= Requirement =
Every line of the entries below from the one containing "fn deserialize_count<'de, D>(deserializer: D)" to the one containing "is not JSON", both ends included, must be written out exactly. No other line belongs in the answer.

= Information shown =
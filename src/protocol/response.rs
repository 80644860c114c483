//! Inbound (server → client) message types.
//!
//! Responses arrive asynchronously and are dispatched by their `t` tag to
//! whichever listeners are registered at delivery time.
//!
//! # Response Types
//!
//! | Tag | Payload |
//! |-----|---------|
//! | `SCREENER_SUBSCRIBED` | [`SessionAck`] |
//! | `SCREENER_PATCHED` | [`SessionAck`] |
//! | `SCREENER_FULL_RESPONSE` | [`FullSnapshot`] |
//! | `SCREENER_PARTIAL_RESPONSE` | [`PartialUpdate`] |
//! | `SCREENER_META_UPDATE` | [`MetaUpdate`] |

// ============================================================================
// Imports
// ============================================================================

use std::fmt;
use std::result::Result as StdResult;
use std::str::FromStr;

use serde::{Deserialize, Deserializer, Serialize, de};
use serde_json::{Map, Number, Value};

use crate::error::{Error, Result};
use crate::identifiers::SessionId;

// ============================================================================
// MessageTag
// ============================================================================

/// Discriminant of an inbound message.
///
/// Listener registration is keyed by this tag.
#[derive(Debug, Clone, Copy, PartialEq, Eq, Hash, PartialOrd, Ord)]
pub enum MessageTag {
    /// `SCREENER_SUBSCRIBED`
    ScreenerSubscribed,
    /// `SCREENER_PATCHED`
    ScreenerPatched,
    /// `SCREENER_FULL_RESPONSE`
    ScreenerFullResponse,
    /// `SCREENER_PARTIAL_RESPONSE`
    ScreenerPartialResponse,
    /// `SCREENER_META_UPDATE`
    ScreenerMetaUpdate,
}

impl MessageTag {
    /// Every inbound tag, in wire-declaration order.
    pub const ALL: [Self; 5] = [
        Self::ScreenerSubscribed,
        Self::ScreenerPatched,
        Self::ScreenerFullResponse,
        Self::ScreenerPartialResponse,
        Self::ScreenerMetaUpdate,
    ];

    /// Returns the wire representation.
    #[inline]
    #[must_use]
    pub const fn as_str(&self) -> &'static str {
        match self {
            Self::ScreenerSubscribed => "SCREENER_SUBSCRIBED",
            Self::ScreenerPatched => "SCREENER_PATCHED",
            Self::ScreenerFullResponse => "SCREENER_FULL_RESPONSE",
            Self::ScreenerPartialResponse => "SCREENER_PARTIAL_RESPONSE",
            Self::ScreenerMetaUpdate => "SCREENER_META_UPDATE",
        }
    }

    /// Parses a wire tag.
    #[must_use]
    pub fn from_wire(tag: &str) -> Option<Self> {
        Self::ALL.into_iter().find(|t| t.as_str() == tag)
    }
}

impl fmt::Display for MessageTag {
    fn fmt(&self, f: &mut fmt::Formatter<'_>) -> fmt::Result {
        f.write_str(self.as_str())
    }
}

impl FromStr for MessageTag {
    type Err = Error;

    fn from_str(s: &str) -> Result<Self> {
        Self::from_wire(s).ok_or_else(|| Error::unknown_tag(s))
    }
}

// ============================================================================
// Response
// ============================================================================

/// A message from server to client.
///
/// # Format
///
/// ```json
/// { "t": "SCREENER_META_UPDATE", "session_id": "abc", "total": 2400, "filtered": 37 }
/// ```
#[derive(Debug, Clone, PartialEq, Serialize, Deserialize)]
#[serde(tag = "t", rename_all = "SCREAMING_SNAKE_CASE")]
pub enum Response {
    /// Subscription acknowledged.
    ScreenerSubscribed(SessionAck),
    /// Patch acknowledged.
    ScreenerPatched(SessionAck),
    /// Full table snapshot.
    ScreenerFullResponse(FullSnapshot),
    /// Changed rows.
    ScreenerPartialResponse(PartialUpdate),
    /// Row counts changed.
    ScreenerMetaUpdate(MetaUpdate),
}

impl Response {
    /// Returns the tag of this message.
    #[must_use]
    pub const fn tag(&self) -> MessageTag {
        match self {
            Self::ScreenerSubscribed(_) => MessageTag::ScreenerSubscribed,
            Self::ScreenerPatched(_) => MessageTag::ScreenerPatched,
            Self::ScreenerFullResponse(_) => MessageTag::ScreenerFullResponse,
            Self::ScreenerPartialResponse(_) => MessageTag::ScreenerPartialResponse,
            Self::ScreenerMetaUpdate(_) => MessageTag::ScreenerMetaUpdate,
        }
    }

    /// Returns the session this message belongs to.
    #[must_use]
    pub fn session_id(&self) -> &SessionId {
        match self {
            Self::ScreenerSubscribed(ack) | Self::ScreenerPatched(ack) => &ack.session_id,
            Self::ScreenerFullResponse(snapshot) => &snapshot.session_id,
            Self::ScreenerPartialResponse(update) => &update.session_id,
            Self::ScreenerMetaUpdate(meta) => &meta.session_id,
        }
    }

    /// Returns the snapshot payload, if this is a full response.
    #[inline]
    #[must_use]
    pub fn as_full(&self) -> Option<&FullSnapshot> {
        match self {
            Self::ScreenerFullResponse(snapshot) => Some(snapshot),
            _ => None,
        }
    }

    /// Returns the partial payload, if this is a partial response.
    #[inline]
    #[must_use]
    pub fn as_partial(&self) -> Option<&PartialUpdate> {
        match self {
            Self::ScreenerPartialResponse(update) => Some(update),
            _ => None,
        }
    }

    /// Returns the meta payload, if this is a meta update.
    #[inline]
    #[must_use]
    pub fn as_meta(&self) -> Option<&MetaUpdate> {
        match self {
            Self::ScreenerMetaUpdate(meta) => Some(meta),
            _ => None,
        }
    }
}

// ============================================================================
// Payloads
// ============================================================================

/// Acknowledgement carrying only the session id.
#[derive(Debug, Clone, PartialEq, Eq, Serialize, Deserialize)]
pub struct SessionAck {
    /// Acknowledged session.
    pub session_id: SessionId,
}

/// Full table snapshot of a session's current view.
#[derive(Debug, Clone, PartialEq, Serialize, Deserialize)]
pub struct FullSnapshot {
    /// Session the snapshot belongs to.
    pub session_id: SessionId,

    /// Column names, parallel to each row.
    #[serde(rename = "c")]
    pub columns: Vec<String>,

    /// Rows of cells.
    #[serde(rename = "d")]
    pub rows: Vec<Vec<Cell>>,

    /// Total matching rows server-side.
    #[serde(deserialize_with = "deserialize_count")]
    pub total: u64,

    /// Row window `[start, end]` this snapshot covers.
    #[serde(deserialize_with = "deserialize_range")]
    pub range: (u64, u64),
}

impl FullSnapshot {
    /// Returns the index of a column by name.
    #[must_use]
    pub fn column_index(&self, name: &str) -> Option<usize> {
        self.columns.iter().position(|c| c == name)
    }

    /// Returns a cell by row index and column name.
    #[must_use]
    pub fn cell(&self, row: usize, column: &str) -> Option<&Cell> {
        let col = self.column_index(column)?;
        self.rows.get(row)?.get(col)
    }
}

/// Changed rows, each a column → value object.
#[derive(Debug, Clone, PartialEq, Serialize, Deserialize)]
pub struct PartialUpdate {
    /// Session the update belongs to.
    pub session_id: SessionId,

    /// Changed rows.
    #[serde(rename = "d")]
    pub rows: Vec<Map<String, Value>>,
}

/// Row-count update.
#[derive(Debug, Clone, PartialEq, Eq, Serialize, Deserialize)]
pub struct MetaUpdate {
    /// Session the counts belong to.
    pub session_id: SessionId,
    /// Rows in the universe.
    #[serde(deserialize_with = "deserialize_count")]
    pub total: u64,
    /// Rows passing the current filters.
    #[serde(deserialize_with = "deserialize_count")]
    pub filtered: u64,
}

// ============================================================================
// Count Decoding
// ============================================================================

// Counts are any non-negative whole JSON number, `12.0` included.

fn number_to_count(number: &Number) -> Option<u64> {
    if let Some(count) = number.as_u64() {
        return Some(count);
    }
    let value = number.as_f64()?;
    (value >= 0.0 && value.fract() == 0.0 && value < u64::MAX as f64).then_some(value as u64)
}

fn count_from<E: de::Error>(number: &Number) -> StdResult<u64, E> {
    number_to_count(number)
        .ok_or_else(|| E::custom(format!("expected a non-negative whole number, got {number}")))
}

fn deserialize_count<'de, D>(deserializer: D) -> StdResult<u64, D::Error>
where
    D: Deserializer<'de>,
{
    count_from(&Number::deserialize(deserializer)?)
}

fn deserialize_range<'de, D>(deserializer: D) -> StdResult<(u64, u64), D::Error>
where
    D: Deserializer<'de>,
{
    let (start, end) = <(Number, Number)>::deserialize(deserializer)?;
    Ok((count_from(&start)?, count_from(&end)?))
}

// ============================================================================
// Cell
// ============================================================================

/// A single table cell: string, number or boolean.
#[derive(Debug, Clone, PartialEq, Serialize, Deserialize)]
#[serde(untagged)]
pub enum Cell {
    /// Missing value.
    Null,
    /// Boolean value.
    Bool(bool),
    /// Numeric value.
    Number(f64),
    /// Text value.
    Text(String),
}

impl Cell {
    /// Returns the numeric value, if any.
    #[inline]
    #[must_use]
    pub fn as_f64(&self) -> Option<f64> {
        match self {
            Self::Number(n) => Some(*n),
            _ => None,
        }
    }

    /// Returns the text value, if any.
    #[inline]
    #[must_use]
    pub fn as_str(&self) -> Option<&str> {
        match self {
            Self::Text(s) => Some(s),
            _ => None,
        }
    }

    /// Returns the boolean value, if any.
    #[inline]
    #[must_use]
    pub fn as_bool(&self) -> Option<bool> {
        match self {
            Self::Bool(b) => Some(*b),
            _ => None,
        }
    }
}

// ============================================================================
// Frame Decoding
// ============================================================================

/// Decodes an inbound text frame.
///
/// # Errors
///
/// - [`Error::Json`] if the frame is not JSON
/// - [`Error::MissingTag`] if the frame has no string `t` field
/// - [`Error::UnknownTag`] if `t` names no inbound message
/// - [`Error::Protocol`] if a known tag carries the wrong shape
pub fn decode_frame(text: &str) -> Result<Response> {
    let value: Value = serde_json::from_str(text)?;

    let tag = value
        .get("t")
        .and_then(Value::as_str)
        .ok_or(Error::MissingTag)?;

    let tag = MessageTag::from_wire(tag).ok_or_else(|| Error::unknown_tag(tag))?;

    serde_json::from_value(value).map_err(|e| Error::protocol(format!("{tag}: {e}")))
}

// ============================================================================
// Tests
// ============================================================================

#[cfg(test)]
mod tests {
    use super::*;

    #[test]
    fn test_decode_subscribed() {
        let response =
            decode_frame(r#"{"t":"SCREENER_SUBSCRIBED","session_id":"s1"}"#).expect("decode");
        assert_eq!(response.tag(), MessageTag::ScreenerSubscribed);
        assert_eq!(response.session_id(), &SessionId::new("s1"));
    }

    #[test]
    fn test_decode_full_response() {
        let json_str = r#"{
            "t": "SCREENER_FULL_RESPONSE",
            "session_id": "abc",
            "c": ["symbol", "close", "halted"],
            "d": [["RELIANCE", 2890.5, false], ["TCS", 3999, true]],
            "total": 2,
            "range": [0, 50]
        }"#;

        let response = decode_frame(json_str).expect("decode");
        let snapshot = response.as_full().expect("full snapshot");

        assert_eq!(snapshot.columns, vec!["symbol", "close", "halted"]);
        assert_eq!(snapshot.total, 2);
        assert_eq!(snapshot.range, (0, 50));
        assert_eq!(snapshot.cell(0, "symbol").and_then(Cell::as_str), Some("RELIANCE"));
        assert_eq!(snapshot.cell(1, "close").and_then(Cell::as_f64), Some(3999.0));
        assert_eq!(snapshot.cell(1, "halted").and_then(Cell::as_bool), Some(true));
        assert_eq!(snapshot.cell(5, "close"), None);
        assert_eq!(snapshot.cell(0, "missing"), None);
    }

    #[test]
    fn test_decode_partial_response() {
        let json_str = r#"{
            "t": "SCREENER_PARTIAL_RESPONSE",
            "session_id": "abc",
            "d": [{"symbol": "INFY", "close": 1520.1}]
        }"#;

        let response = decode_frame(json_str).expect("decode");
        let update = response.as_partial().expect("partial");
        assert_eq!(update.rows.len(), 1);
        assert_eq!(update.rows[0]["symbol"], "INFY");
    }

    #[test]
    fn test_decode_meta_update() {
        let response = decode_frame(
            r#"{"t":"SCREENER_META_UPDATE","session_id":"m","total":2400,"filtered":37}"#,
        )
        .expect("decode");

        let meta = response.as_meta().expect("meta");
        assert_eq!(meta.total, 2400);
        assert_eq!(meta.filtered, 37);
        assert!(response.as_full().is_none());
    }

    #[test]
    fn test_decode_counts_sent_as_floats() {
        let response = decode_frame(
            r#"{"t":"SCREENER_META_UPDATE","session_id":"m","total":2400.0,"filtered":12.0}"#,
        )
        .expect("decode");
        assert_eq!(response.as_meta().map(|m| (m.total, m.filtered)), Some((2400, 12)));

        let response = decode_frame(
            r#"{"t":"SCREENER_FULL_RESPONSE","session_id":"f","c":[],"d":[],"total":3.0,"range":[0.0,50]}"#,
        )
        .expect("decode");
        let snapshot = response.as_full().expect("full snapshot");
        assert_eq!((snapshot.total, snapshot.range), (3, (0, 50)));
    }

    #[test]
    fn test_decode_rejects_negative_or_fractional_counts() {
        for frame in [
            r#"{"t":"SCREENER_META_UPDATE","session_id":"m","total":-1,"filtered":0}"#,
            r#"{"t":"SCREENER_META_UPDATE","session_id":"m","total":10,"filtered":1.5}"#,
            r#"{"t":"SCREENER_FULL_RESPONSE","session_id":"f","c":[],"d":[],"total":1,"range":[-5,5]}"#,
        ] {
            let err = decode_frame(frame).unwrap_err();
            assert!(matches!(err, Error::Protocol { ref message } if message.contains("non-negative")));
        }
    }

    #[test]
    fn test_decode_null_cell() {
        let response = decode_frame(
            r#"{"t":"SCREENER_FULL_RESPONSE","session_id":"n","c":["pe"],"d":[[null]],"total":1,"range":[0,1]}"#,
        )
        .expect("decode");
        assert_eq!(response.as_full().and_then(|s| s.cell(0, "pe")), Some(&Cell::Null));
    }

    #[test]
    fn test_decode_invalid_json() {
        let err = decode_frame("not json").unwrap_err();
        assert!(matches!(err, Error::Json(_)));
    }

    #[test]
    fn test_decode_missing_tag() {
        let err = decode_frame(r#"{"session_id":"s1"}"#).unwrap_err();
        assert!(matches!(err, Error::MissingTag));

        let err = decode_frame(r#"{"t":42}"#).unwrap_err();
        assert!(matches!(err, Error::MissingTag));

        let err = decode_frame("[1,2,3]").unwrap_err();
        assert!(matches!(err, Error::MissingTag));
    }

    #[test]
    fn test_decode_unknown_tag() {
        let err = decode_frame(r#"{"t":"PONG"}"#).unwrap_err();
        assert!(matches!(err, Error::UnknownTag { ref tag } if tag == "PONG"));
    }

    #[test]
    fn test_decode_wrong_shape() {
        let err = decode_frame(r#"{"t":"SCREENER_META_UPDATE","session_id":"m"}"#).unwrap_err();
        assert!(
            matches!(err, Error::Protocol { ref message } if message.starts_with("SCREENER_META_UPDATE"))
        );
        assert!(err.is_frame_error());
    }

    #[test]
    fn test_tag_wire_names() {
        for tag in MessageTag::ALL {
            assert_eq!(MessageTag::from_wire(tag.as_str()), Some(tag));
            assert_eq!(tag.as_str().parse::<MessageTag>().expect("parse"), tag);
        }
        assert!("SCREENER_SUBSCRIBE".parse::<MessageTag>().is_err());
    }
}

= Answer for the task =
fn deserialize_count<'de, D>(deserializer: D) -> StdResult<u64, D::Error>
where
    D: Deserializer<'de>,
{
    count_from(&Number::deserialize(deserializer)?)
}

fn deserialize_range<'de, D>(deserializer: D) -> StdResult<(u64, u64), D::Error>
where
    D: Deserializer<'de>,
{
    let (start, end) = <(Number, Number)>::deserialize(deserializer)?;
    Ok((count_from(&start)?, count_from(&end)?))
}

// ============================================================================
// Cell
// ============================================================================

/// A single table cell: string, number or boolean.
#[derive(Debug, Clone, PartialEq, Serialize, Deserialize)]
#[serde(untagged)]
pub enum Cell {
    /// Missing value.
    Null,
    /// Boolean value.
    Bool(bool),
    /// Numeric value.
    Number(f64),
    /// Text value.
    Text(String),
}

impl Cell {
    /// Returns the numeric value, if any.
    #[inline]
    #[must_use]
    pub fn as_f64(&self) -> Option<f64> {
        match self {
            Self::Number(n) => Some(*n),
            _ => None,
        }
    }

    /// Returns the text value, if any.
    #[inline]
    #[must_use]
    pub fn as_str(&self) -> Option<&str> {
        match self {
            Self::Text(s) => Some(s),
            _ => None,
        }
    }

    /// Returns the boolean value, if any.
    #[inline]
    #[must_use]
    pub fn as_bool(&self) -> Option<bool> {
        match self {
            Self::Bool(b) => Some(*b),
            _ => None,
        }
    }
}

// ============================================================================
// Frame Decoding
// ============================================================================

/// Decodes an inbound text frame.
///
/// # Errors
///
/// - [`Error::Json`] if the frame is not JSON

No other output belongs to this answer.